▶ _MATERIAL SUPPLIED_

#####

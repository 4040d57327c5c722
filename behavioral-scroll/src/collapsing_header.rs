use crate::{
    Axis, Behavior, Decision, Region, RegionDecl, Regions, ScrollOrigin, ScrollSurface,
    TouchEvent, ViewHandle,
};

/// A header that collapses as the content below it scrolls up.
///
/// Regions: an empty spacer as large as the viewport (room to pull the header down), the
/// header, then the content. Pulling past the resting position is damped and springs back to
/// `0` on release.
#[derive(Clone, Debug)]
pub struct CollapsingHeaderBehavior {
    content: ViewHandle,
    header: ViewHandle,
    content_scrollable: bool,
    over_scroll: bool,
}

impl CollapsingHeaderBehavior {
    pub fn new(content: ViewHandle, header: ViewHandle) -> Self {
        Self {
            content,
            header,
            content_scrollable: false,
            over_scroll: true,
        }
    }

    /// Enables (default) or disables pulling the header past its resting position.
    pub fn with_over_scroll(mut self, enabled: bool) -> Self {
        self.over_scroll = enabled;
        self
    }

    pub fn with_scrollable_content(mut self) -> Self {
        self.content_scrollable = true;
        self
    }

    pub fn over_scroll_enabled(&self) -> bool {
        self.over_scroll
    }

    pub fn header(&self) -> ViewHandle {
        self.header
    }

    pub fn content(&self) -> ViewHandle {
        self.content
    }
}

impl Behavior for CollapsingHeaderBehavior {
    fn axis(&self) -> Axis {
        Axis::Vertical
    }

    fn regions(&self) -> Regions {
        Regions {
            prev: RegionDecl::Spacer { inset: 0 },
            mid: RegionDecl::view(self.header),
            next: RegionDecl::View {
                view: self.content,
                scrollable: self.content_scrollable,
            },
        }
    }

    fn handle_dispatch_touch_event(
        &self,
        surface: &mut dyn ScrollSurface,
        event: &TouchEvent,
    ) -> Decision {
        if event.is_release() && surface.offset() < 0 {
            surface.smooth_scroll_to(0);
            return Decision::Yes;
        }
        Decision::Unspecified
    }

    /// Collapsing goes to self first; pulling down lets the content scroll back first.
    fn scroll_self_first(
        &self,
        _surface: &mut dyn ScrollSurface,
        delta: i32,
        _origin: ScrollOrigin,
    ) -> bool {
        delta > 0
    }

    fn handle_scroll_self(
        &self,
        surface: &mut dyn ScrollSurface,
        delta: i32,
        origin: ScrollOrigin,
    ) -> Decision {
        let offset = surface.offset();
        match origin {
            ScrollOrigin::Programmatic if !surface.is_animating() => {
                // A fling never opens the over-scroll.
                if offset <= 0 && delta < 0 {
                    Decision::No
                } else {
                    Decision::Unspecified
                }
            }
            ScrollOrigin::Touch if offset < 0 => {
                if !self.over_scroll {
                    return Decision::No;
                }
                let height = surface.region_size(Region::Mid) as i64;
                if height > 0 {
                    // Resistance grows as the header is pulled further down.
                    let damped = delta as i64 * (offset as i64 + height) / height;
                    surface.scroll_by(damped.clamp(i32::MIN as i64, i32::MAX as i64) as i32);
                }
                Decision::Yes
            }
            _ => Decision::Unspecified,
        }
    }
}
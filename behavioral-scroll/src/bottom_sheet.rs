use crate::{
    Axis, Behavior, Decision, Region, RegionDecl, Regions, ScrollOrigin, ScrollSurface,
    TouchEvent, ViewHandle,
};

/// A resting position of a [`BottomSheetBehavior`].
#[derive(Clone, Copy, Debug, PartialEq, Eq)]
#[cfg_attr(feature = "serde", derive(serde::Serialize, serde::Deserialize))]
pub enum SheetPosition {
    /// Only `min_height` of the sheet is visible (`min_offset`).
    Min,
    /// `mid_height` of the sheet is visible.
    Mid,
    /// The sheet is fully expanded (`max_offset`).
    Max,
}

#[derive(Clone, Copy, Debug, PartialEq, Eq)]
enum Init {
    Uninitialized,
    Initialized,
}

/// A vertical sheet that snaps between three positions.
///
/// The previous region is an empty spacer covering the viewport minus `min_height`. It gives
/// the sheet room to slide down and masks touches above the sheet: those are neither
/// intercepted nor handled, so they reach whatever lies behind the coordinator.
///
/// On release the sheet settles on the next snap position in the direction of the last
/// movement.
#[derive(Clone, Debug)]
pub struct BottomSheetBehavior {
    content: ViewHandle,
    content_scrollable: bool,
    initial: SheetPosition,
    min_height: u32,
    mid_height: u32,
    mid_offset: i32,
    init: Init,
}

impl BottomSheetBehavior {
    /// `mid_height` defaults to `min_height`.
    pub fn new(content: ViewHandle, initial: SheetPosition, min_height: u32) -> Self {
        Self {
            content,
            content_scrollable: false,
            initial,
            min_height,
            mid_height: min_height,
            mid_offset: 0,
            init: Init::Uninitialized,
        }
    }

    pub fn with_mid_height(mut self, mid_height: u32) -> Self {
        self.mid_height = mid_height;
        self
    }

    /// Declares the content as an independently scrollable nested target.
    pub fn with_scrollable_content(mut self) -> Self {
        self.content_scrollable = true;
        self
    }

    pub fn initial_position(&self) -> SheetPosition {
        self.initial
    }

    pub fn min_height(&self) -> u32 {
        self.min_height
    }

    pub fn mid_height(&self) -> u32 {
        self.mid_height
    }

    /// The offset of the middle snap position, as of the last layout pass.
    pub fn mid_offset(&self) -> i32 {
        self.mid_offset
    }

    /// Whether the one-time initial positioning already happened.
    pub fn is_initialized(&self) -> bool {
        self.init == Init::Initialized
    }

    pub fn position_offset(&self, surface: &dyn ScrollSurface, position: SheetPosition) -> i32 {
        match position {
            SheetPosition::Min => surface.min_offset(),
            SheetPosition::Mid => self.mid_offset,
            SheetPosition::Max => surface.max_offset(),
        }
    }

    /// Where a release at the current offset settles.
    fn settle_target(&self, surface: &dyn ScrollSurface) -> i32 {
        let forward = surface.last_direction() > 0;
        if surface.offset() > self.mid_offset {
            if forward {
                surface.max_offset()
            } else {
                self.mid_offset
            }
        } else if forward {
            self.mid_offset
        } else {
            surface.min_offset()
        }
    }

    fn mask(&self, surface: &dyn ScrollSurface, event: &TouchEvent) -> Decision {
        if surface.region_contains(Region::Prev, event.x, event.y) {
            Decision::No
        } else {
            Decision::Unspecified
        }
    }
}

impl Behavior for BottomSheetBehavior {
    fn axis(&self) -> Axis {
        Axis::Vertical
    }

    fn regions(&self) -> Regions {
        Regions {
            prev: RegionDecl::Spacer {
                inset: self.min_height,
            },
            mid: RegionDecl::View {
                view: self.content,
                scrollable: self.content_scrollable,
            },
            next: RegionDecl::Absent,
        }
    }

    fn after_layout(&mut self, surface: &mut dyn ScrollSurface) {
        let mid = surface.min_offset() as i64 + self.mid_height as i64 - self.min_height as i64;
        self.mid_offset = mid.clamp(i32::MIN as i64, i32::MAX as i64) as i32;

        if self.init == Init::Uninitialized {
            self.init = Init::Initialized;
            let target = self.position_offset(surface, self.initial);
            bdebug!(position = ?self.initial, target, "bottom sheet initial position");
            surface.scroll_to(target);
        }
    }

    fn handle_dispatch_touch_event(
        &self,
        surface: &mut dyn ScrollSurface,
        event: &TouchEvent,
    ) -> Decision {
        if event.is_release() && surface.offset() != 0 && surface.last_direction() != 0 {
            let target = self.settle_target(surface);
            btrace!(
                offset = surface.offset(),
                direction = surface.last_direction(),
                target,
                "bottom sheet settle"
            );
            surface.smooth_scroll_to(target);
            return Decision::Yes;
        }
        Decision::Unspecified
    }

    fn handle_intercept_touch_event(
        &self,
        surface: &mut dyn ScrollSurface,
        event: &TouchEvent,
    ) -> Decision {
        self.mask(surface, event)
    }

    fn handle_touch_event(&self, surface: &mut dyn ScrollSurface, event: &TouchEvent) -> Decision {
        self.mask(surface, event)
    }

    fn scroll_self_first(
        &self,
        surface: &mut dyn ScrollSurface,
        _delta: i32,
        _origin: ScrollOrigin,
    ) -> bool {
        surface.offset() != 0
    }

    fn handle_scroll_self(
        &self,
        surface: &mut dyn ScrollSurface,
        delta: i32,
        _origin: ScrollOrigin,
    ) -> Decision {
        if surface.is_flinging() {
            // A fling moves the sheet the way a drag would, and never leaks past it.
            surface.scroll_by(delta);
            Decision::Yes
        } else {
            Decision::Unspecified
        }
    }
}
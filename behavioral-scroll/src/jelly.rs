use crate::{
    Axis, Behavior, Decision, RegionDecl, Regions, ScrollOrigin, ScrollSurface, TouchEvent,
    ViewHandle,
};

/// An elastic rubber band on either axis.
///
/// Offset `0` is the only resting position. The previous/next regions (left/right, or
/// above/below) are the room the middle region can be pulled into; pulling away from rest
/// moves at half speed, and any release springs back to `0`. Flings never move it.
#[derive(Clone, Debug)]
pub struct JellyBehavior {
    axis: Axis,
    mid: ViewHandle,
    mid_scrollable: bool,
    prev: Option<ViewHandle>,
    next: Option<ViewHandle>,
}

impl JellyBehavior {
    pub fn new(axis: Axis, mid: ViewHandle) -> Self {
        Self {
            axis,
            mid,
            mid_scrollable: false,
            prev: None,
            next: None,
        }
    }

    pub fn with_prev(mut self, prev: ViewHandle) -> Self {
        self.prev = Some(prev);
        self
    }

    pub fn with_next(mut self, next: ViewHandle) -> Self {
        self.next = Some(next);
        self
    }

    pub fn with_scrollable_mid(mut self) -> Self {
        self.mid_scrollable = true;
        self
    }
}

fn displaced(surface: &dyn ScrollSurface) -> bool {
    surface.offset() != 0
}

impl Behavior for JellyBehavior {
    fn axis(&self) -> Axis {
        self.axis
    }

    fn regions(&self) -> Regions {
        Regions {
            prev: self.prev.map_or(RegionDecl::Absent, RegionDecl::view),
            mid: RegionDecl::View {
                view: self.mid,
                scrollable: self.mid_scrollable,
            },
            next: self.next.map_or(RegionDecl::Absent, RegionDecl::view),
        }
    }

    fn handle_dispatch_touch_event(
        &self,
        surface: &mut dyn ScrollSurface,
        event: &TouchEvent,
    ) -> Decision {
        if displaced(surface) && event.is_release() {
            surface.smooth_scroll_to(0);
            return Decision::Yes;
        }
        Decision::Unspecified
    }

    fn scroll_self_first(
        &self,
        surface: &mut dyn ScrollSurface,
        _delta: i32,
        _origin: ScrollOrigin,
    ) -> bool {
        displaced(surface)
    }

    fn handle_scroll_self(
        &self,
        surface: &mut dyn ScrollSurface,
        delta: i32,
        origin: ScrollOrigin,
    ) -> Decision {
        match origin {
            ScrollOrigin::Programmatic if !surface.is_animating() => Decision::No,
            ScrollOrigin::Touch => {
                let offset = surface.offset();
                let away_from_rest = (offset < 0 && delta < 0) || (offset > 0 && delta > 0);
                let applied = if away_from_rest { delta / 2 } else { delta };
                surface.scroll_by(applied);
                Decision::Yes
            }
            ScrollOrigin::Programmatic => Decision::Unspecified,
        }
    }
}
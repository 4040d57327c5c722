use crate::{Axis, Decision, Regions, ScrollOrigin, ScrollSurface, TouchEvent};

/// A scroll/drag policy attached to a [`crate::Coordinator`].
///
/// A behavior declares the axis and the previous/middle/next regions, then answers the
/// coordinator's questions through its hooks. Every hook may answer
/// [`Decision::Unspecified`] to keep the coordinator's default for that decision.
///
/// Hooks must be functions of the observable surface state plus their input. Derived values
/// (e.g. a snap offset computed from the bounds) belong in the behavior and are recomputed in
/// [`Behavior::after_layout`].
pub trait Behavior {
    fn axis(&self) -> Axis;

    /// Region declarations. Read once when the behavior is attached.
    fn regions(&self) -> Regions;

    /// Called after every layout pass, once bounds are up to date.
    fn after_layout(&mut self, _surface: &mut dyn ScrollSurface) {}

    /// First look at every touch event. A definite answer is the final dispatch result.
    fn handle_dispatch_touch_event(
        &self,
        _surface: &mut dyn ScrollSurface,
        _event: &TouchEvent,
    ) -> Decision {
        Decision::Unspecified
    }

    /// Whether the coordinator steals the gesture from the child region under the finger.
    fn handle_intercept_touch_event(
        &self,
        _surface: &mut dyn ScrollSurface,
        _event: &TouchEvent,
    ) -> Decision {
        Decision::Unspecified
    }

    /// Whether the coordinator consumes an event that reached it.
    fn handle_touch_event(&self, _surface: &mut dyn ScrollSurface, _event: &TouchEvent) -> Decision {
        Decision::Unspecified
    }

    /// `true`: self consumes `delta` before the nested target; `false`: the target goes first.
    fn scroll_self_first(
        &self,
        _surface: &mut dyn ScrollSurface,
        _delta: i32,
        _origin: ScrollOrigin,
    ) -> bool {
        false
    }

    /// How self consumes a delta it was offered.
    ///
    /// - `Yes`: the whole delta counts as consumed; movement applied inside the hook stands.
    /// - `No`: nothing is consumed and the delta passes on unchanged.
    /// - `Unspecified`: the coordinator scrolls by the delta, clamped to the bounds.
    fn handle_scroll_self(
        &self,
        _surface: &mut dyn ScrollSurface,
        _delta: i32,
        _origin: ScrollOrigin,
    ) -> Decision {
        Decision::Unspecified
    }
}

#####

▶ _BRIEF_
Please state how many lines in the listing contain the string "false", and give nothing besides that number.

▶ _FINISHED TASK_
5